Begitu pula orang yang arif (mengenal Allah SWT)tak berdaya dengan ma’rifatnya. Sedangkan ma’rifat itu maujud didalamnya,
karena sifatnya yang langsung. Menurut kalangan sufi, Ma’rifat kepada Allah
SWT pada ujung terakhirnya adalah bersifat langsung. Ma’rifat yang dilakukan
melalui usaha hanya ada pada permulaan, walaupun ma’rifat itu mencapai
hakikat. Ash Shiddiq r.a. sedikitpun tidak memperhitungkan ma’rifat yang
disandarkan pada ma’rifat langsung, seperti lampu, ketika matahari terbit dan
cahanya membias pada lampu itu.” Lebih jauh al-Junayd mengatakan, “Tauhid
yang dianut secara khusus oleh para sufi, adalah manunggalkan Yang Qadim
jauh dari yang hadits, keluar meninggalkan tempat tinggal, memutus segala
tindak dosa, meninggalkan yang diketahui ataupun tidak diketahui, dan Allah
SWT berada dalam keseluruhan.” Al-Junayd juga berkata, “Ilmu tauhid memisah
dengan eksistensinya, dan eksistensinya berpisah dengan eksistensinya.”
Tentang tauhid al-Junayd berkata,”Aku mendengar orang bersyair :
Betapa kaya hatiku
Menjadi kaya seperti Dia
Kami sebagaimana mereka ada
Dan mereka sebagaimana mereka ada.
Orang yang menunggalkan-Nya menurut al-Junayd, “meraih tauhid tertinggi dari
ucapan terendah dan teringan.” [10]
Al-Junayd pernah juga berkata tentang tauhid, “Tauhid adalah pemisahan yang
abadi dari apa yang memiliki waktu.” Riwayat lain menceritakan bahwa al-Junayd
berkata, “Tauhid adalah bahwa seseorang harus menjadi figur (Syeikh) di tangan
Allah; satu figur dimana ketetapan Allah diberikan kepadanya sesuai dengan
ketika Dia dalam kamahakuasaanya ditetapkan. Bahwa seseorang harus
tenggelam dalam lautan keesaan-Nya. Kefanaan diri dan kematian sama bagi
seruan kemanusiaan kepadanya dan jawabannya terhadap seruan tersebut. Ia
tengah asyik berenang dalam realitas keesaan Ilahi dalam kedekatan yang
hakiki, dan hilang dari pikiran dan perbuatan, karena Allah dalam dirinya
memenuhi apa yang telah Dia kehendaki untuknya.
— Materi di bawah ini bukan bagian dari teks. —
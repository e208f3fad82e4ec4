//! Motor traits
//!
//! Two layers:
//! - [`MotorDriver`]: one driver board. Receives an already clamped,
//!   sign-normalized velocity per axis and translates it into pin, PWM or
//!   register writes, hiding the board's polarity convention.
//! - [`MotorBackend`]: the capability set the control logic talks to.
//!   Owns the commanded velocity per axis, clamps requests, debounces
//!   reversals and reports every decision as an
//!   [`Event`](crate::state::Event).
//!
//! Sign convention at both boundaries: positive velocity moves the axis
//! in the voltage-increasing direction.

use crate::axis::{Axis, AxisSet, PerAxis};
use crate::state::EventSink;

#[cfg(feature = "serde")]
use serde::{Deserialize, Serialize};

/// Inclusive velocity bounds of a driver board
#[derive(Debug, Clone, Copy, PartialEq, Eq)]
#[cfg_attr(feature = "defmt", derive(defmt::Format))]
#[cfg_attr(feature = "serde", derive(Serialize, Deserialize))]
pub struct SpeedLimits {
    pub min: i32,
    pub max: i32,
}

impl SpeedLimits {
    /// Create bounds; `min` must not exceed `max`
    pub const fn new(min: i32, max: i32) -> Self {
        Self { min, max }
    }

    /// Bounds `[-max, max]`
    pub const fn symmetric(max: i32) -> Self {
        Self { min: -max, max }
    }

    /// Clamp a requested velocity into the bounds
    pub fn clamp(&self, velocity: i32) -> i32 {
        velocity.clamp(self.min, self.max)
    }

    /// Check if a velocity is within the bounds
    pub fn contains(&self, velocity: i32) -> bool {
        (self.min..=self.max).contains(&velocity)
    }
}

/// One physical (or simulated) motor driver board
pub trait MotorDriver {
    /// Board-level error
    type Error;

    /// Velocity bounds this board accepts
    fn speed_limits(&self) -> SpeedLimits;

    /// Drive one axis
    ///
    /// `velocity` is within [`speed_limits`](Self::speed_limits) and uses
    /// the positive = voltage-increasing convention. Zero brakes or
    /// coasts, depending on the board.
    fn drive(&mut self, axis: Axis, velocity: i32) -> Result<(), Self::Error>;

    /// Check the board fault indication
    ///
    /// Boards without a fault line always report `false`.
    fn fault(&mut self) -> Result<bool, Self::Error> {
        Ok(false)
    }

    /// Release the board (disable outputs, put pins in a safe state)
    fn shutdown(&mut self) -> Result<(), Self::Error>;
}

/// Result of a reversal request
#[derive(Debug, Clone, Copy, PartialEq, Eq)]
#[cfg_attr(feature = "defmt", derive(defmt::Format))]
pub enum ReverseOutcome {
    /// Velocity was negated and re-issued
    Reversed { velocity: i32 },
    /// Debounce interval has not elapsed; nothing changed
    Skipped,
}

impl ReverseOutcome {
    /// Check if the motor state changed
    pub fn is_reversed(&self) -> bool {
        matches!(self, ReverseOutcome::Reversed { .. })
    }
}

/// Capability set of a motor backend
///
/// Timestamps are monotonic milliseconds supplied by the caller, so the
/// debounce logic is independent of any clock implementation.
pub trait MotorBackend {
    /// Error from the underlying driver
    type Error;

    /// Velocity bounds of the active board
    fn speed_limits(&self) -> SpeedLimits;

    /// Command both axes
    ///
    /// Out-of-range requests are clamped and reported with
    /// [`Event::SpeedClamped`](crate::state::Event::SpeedClamped).
    /// Returns the velocities actually applied.
    fn set_velocity(
        &mut self,
        velocity: PerAxis<i32>,
        sink: &mut dyn EventSink,
    ) -> Result<PerAxis<i32>, Self::Error>;

    /// Currently commanded velocity of an axis
    fn velocity(&self, axis: Axis) -> i32;

    /// Currently commanded velocities
    fn velocities(&self) -> PerAxis<i32> {
        PerAxis::from_fn(|axis| self.velocity(axis))
    }

    /// Command a single axis, leaving the other one untouched
    fn set_axis_velocity(
        &mut self,
        axis: Axis,
        velocity: i32,
        sink: &mut dyn EventSink,
    ) -> Result<i32, Self::Error> {
        let mut request = self.velocities();
        request[axis] = velocity;
        self.set_velocity(request, sink).map(|applied| applied[axis])
    }

    /// Set the selected axes to zero velocity
    fn stop(&mut self, axes: AxisSet) -> Result<(), Self::Error>;

    /// Check if the debounce interval since the last reversal has elapsed
    fn should_reverse(&self, axis: Axis, now_ms: u32) -> bool;

    /// Negate the commanded velocity of an axis
    ///
    /// With `force == false` the request is skipped (and reported with
    /// [`Event::ReversalSkipped`](crate::state::Event::ReversalSkipped)) while
    /// [`should_reverse`](Self::should_reverse) is false. With
    /// `force == true` the reversal always happens.
    fn reverse(
        &mut self,
        axis: Axis,
        force: bool,
        now_ms: u32,
        sink: &mut dyn EventSink,
    ) -> Result<ReverseOutcome, Self::Error>;

    /// Check the driver fault indication, reporting `Event::DriverFault`
    fn fault(&mut self, sink: &mut dyn EventSink) -> Result<bool, Self::Error>;

    /// Release the hardware; the backend must not be commanded afterwards
    fn cleanup(&mut self) -> Result<(), Self::Error>;
}
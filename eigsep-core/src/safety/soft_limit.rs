//! Calibrated soft limits

use crate::config::VoltageRange;
use crate::sensor::Direction;

/// Check if an axis moving in `sensed` direction has reached the end of
/// its calibrated range
///
/// Only the end in the direction of travel counts, so an axis that has
/// already turned around is not flagged again.
pub fn soft_limit_reached(range: &VoltageRange, sensed: Direction, volts: f32) -> bool {
    match sensed {
        Direction::Forward => range.at_max(volts),
        Direction::Reverse => range.at_min(volts),
        Direction::Stationary => false,
    }
}

#[cfg(test)]
mod tests {
    use super::*;
    use crate::Axis;

    #[test]
    fn test_only_end_in_travel_direction() {
        let range = VoltageRange::new(Axis::Alt, 0.7, 1.7).unwrap();

        assert!(soft_limit_reached(&range, Direction::Forward, 1.7));
        assert!(soft_limit_reached(&range, Direction::Forward, 2.0));
        assert!(!soft_limit_reached(&range, Direction::Reverse, 2.0));

        assert!(soft_limit_reached(&range, Direction::Reverse, 0.65));
        assert!(!soft_limit_reached(&range, Direction::Forward, 0.65));

        assert!(!soft_limit_reached(&range, Direction::Stationary, 2.0));
        assert!(!soft_limit_reached(&range, Direction::Forward, 1.2));
    }
}
//! Per-axis limit latch

use core::sync::atomic::{AtomicBool, Ordering};

use crate::axis::{Axis, PerAxis};

/// Boolean latch written by the supervisor, readable from anywhere
///
/// Only plain loads and stores are used so the type also works on
/// targets without compare-and-swap.
#[derive(Debug, Default)]
pub struct LimitFlag(AtomicBool);

impl LimitFlag {
    pub const fn new() -> Self {
        Self(AtomicBool::new(false))
    }

    pub fn set(&self) {
        self.0.store(true, Ordering::Release);
    }

    pub fn clear(&self) {
        self.0.store(false, Ordering::Release);
    }

    pub fn is_set(&self) -> bool {
        self.0.load(Ordering::Acquire)
    }
}

/// One flag per axis
pub type LimitFlags = PerAxis<LimitFlag>;

impl LimitFlags {
    /// Both flags cleared
    pub const fn cleared() -> Self {
        PerAxis::new(LimitFlag::new(), LimitFlag::new())
    }

    /// Check if any axis is latched
    pub fn any_set(&self) -> bool {
        Axis::ALL.iter().any(|&axis| self[axis].is_set())
    }
}
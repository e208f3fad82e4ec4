//! Sample stream health
//!
//! Read failures are transient and retried. Consecutive failures are
//! counted and surfaced every `report_threshold` failures; the first good
//! sample after a reported run is surfaced too.

use crate::state::{Event, EventSink};
use crate::traits::SampleError;

/// Consecutive sample failure counter
#[derive(Debug, Clone)]
pub struct SampleHealth {
    report_threshold: u32,
    consecutive: u32,
    reported: bool,
    total_failures: u32,
}

impl SampleHealth {
    /// `report_threshold` of zero is treated as one
    pub fn new(report_threshold: u32) -> Self {
        Self {
            report_threshold: report_threshold.max(1),
            consecutive: 0,
            reported: false,
            total_failures: 0,
        }
    }

    /// Current run of consecutive failures
    pub fn consecutive_failures(&self) -> u32 {
        self.consecutive
    }

    /// Failures since start-up
    pub fn total_failures(&self) -> u32 {
        self.total_failures
    }

    /// Record a failed read
    pub fn on_error(&mut self, error: SampleError, sink: &mut dyn EventSink) {
        self.consecutive = self.consecutive.saturating_add(1);
        self.total_failures = self.total_failures.saturating_add(1);

        if self.consecutive % self.report_threshold == 0 {
            self.reported = true;
            let consecutive = self.consecutive;
            sink.report(match error {
                SampleError::Timeout => Event::SampleTimeout { consecutive },
                SampleError::Malformed | SampleError::Io => Event::SampleError { consecutive },
            });
        }
    }

    /// Record a good read
    pub fn on_success(&mut self, sink: &mut dyn EventSink) {
        if self.reported {
            sink.report(Event::SampleRecovered {
                failures: self.consecutive,
            });
        }
        self.consecutive = 0;
        self.reported = false;
    }
}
Maksudnya, keadaan
terakhirnya menjadi keadaan pertamanya, dan dia mesti seperti sebelum dia
ada.” [33]
Dalam kitab Thawasin [177], Thasin VIII “Kitab Tentang Tauhid”, al-Hallaj bersyair,
“Kebenaran (al-Haqq) adalah satu, unik, tunggal;
Kebenaran adalah Esa yang tidak dapat dibagi-bagi.
Keesaan-Nya, dan pengetahuan tentang keesaan itu
Adalah milik-Nya; berada dalam diri-Nya.
Tidak mungkin, tidak mungkin;
keesaan ini adalah jauh, asing, dan terpisah, dia dikenal hanyamelaluinya.
Pengetahuan mengenai Yang Esa adalah Abstrak; tunggal, tak terbagi.
Mengatakan Dia itu Esa, dan Dia Tunggal adalah untuk menyifatkan;
Tetapi Dia, Yang Esa, adalah diluar penyifatan.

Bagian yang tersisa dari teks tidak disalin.